**Assignment**
Every line of the entries with the word "first" in it should be shown.

**Records to process**
use super::atom::Atom;
use super::bond::{AtomPair, Bond};
use super::ids::{AtomId, BondId, IdAllocator};
use crate::core::catalog::{BondTypeSpec, Element};
use nalgebra::Point3;
use std::collections::{BTreeMap, HashMap};
use thiserror::Error;

#[derive(Debug, Error, Clone, Copy, PartialEq, Eq)]
pub enum StoreError {
    #[error("Atom {0} does not exist")]
    UnknownAtom(AtomId),
    #[error("Atoms {first} and {second} are already joined by bond {existing}")]
    DuplicateBond {
        first: AtomId,
        second: AtomId,
        existing: BondId,
    },
    #[error("Cannot bond atom {0} to itself")]
    SelfBond(AtomId),
}

/// An atom together with the bonds that were removed along with it.
#[derive(Debug, Clone, PartialEq)]
pub struct RemovedAtom {
    pub atom: Atom,
    pub bonds: Vec<Bond>,
}

/// Authoritative storage for the atom/bond graph.
///
/// Atoms and bonds live in id-ordered maps, so iteration always follows
/// creation order. Two secondary indices are kept in step with every mutation:
/// an unordered-pair index that enforces at most one bond per atom pair, and a
/// per-atom adjacency list used to cascade removals without scanning all bonds.
#[derive(Debug, Clone, Default)]
pub struct EntityStore {
    atoms: BTreeMap<AtomId, Atom>,
    bonds: BTreeMap<BondId, Bond>,
    pair_index: HashMap<AtomPair, BondId>,
    bond_adjacency: HashMap<AtomId, Vec<BondId>>,
    atom_ids: IdAllocator,
    bond_ids: IdAllocator,
}

impl EntityStore {
    pub fn new() -> Self {
        Self::default()
    }

    pub fn atom(&self, id: AtomId) -> Option<&Atom> {
        self.atoms.get(&id)
    }

    pub fn atom_mut(&mut self, id: AtomId) -> Option<&mut Atom> {
        self.atoms.get_mut(&id)
    }

    pub fn contains_atom(&self, id: AtomId) -> bool {
        self.atoms.contains_key(&id)
    }

    /// Iterates atoms in creation order.
    pub fn atoms_iter(&self) -> impl Iterator<Item = &Atom> {
        self.atoms.values()
    }

    pub fn atoms_iter_mut(&mut self) -> impl Iterator<Item = &mut Atom> {
        self.atoms.values_mut()
    }

    pub fn bond(&self, id: BondId) -> Option<&Bond> {
        self.bonds.get(&id)
    }

    /// Iterates bonds in creation order.
    pub fn bonds_iter(&self) -> impl Iterator<Item = &Bond> {
        self.bonds.values()
    }

    pub fn atom_count(&self) -> usize {
        self.atoms.len()
    }

    pub fn bond_count(&self) -> usize {
        self.bonds.len()
    }

    pub fn is_empty(&self) -> bool {
        self.atoms.is_empty()
    }

    /// Looks up the bond joining two atoms, in either order.
    pub fn bond_between(&self, a: AtomId, b: AtomId) -> Option<BondId> {
        self.pair_index.get(&AtomPair::new(a, b)).copied()
    }

    /// Inserts a new atom at rest and returns its freshly allocated id.
    pub fn add_atom(&mut self, element: Element, position: Point3<f64>) -> AtomId {
        let id = AtomId::from_raw(self.atom_ids.next_raw());
        self.atoms.insert(id, Atom::new(id, element, position));
        self.bond_adjacency.insert(id, Vec::new());
        id
    }

    /// Joins two existing, distinct, not-yet-bonded atoms.
    ///
    /// The bond's strength and equilibrium length are copied from `spec`.
    ///
    /// # Errors
    ///
    /// * [`StoreError::UnknownAtom`] if either id is absent.
    /// * [`StoreError::SelfBond`] if both ids are the same atom.
    /// * [`StoreError::DuplicateBond`] if the pair is already bonded.
    ///
    /// The store is unchanged when an error is returned.
    pub fn add_bond(
        &mut self,
        atom1_id: AtomId,
        atom2_id: AtomId,
        spec: &BondTypeSpec,
    ) -> Result<BondId, StoreError> {
        for id in [atom1_id, atom2_id] {
            if !self.atoms.contains_key(&id) {
                return Err(StoreError::UnknownAtom(id));
            }
        }
        if atom1_id == atom2_id {
            return Err(StoreError::SelfBond(atom1_id));
        }

        let pair = AtomPair::new(atom1_id, atom2_id);
        if let Some(&existing) = self.pair_index.get(&pair) {
            return Err(StoreError::DuplicateBond {
                first: atom1_id,
                second: atom2_id,
                existing,
            });
        }

        let id = BondId::from_raw(self.bond_ids.next_raw());
        self.bonds.insert(id, Bond::new(id, atom1_id, atom2_id, spec));
        self.pair_index.insert(pair, id);
        for atom_id in [atom1_id, atom2_id] {
            self.bond_adjacency.entry(atom_id).or_default().push(id);
        }
        Ok(id)
    }

    /// Removes an atom and every bond that references it.
    ///
    /// Returns `None` (and changes nothing) if the atom does not exist.
    pub fn remove_atom(&mut self, atom_id: AtomId) -> Option<RemovedAtom> {
        let atom = self.atoms.remove(&atom_id)?;

        let bond_ids = self.bond_adjacency.remove(&atom_id).unwrap_or_default();
        let mut bonds = Vec::with_capacity(bond_ids.len());
        for bond_id in bond_ids {
            let Some(bond) = self.bonds.remove(&bond_id) else {
                continue;
            };
            self.pair_index.remove(&bond.pair());
            if let Some(partner) = bond.partner(atom_id) {
                if let Some(adjacency) = self.bond_adjacency.get_mut(&partner) {
                    adjacency.retain(|&id| id != bond_id);
                }
            }
            bonds.push(bond);
        }
        bonds.sort_by_key(|bond| bond.id);

        Some(RemovedAtom { atom, bonds })
    }

    /// Drops every atom and bond, returning their ids in creation order.
    ///
    /// Id allocation is not reset, so ids handed out after a clear never collide
    /// with ids from before it.
    pub fn clear(&mut self) -> (Vec<AtomId>, Vec<BondId>) {
        let atom_ids = self.atoms.keys().copied().collect();
        let bond_ids = self.bonds.keys().copied().collect();
        self.atoms.clear();
        self.bonds.clear();
        self.pair_index.clear();
        self.bond_adjacency.clear();
        (atom_ids, bond_ids)
    }
}

#[cfg(test)]
mod tests {
    use super::*;
    use crate::core::catalog::BondKind;

    fn spec(kind: BondKind) -> BondTypeSpec {
        kind.builtin_spec()
    }

    fn store_with_atoms(n: usize) -> (EntityStore, Vec<AtomId>) {
        let mut store = EntityStore::new();
        let ids = (0..n)
            .map(|i| store.add_atom(Element::Carbon, Point3::new(i as f64 * 1.5, 0.0, 0.0)))
            .collect();
        (store, ids)
    }

    fn assert_referential_integrity(store: &EntityStore) {
        for bond in store.bonds_iter() {
            assert!(store.contains_atom(bond.atom1_id));
            assert!(store.contains_atom(bond.atom2_id));
            assert_ne!(bond.atom1_id, bond.atom2_id);
            assert_eq!(store.bond_between(bond.atom1_id, bond.atom2_id), Some(bond.id));
        }
        assert_eq!(store.pair_index.len(), store.bond_count());
    }

    #[test]
    fn add_atom_assigns_increasing_ids_and_zero_velocity() {
        let (store, ids) = store_with_atoms(3);
        assert!(ids[0] < ids[1] && ids[1] < ids[2]);
        for id in ids {
            let atom = store.atom(id).unwrap();
            assert_eq!(atom.velocity.norm(), 0.0);
            assert_eq!(atom.charge, 0.0);
        }
    }

    #[test]
    fn add_bond_records_bond_and_adjacency() {
        let (mut store, ids) = store_with_atoms(3);
        let b1 = store.add_bond(ids[0], ids[1], &spec(BondKind::Single)).unwrap();
        let b2 = store.add_bond(ids[1], ids[2], &spec(BondKind::Double)).unwrap();

        assert_eq!(store.bond_count(), 2);
        assert_eq!(store.bond(b2).unwrap().kind, BondKind::Double);
        assert_eq!(store.bond_between(ids[1], ids[0]), Some(b1));
        assert_referential_integrity(&store);
    }

    #[test]
    fn add_bond_rejects_duplicate_pair_in_either_order() {
        let (mut store, ids) = store_with_atoms(2);
        let first = store.add_bond(ids[0], ids[1], &spec(BondKind::Single)).unwrap();

        let err = store
            .add_bond(ids[1], ids[0], &spec(BondKind::Triple))
            .unwrap_err();
        assert_eq!(
            err,
            StoreError::DuplicateBond {
                first: ids[1],
                second: ids[0],
                existing: first,
            }
        );
        assert_eq!(store.bond_count(), 1);
        assert_eq!(store.bond(first).unwrap().kind, BondKind::Single);
    }

    #[test]
    fn add_bond_rejects_unknown_and_self_references() {
        let (mut store, ids) = store_with_atoms(1);
        let ghost = AtomId::from_raw(999);

        assert_eq!(
            store.add_bond(ids[0], ghost, &spec(BondKind::Single)),
            Err(StoreError::UnknownAtom(ghost))
        );
        assert_eq!(
            store.add_bond(ids[0], ids[0], &spec(BondKind::Single)),
            Err(StoreError::SelfBond(ids[0]))
        );
        assert_eq!(store.bond_count(), 0);
    }

    #[test]
    fn remove_atom_cascades_to_its_bonds() {
        let (mut store, ids) = store_with_atoms(3);
        let b01 = store.add_bond(ids[0], ids[1], &spec(BondKind::Single)).unwrap();
        let b12 = store.add_bond(ids[1], ids[2], &spec(BondKind::Single)).unwrap();
        let b02 = store.add_bond(ids[0], ids[2], &spec(BondKind::Single)).unwrap();

        let removed = store.remove_atom(ids[1]).unwrap();

        assert_eq!(removed.atom.id, ids[1]);
        let removed_bond_ids: Vec<_> = removed.bonds.iter().map(|b| b.id).collect();
        assert_eq!(removed_bond_ids, vec![b01, b12]);
        assert_eq!(store.atom_count(), 2);
        assert_eq!(store.bond_count(), 1);
        assert!(store.bond(b02).is_some());
        assert_referential_integrity(&store);
    }

    #[test]
    fn removing_one_endpoint_of_a_single_bond_leaves_no_bonds() {
        let (mut store, ids) = store_with_atoms(2);
        store.add_bond(ids[0], ids[1], &spec(BondKind::Single)).unwrap();
        store.remove_atom(ids[0]);
        assert_eq!(store.bond_count(), 0);
        assert_referential_integrity(&store);
    }

    #[test]
    fn remove_atom_on_absent_id_is_a_no_op() {
        let (mut store, ids) = store_with_atoms(2);
        store.add_bond(ids[0], ids[1], &spec(BondKind::Single)).unwrap();
        store.remove_atom(ids[0]);

        assert!(store.remove_atom(ids[0]).is_none());
        assert_eq!(store.atom_count(), 1);
        assert_eq!(store.bond_count(), 0);
    }

    #[test]
    fn pair_can_be_rebonded_after_cascade() {
        let (mut store, ids) = store_with_atoms(2);
        store.add_bond(ids[0], ids[1], &spec(BondKind::Single)).unwrap();
        store.remove_atom(ids[1]);
        let fresh = store.add_atom(Element::Oxygen, Point3::origin());
        assert!(store.add_bond(ids[0], fresh, &spec(BondKind::Double)).is_ok());
    }

    #[test]
    fn clear_empties_store_but_never_reuses_ids() {
        let (mut store, ids) = store_with_atoms(2);
        let bond = store.add_bond(ids[0], ids[1], &spec(BondKind::Single)).unwrap();

        let (cleared_atoms, cleared_bonds) = store.clear();
        assert_eq!(cleared_atoms, ids);
        assert_eq!(cleared_bonds, vec![bond]);
        assert!(store.is_empty());
        assert_eq!(store.bond_count(), 0);

        let next = store.add_atom(Element::Hydrogen, Point3::origin());
        assert!(ids.iter().all(|&old| next > old));
    }

    #[test]
    fn bond_parameters_come_from_the_supplied_spec() {
        let (mut store, ids) = store_with_atoms(2);
        let mut custom = spec(BondKind::Single);
        custom.strength = 1.0;
        custom.length = 2.0;
        let bond = store.add_bond(ids[0], ids[1], &custom).unwrap();

        assert_eq!(store.bond(bond).unwrap().strength, 1.0);
        assert_eq!(store.bond(bond).unwrap().length, 2.0);
    }
}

**Solved exercise**
    #[error("Atoms {first} and {second} are already joined by bond {existing}")]
        first: AtomId,
                first: atom1_id,
        let first = store.add_bond(ids[0], ids[1], &spec(BondKind::Single)).unwrap();
                first: ids[1],
                existing: first,
        assert_eq!(store.bond(first).unwrap().kind, BondKind::Single);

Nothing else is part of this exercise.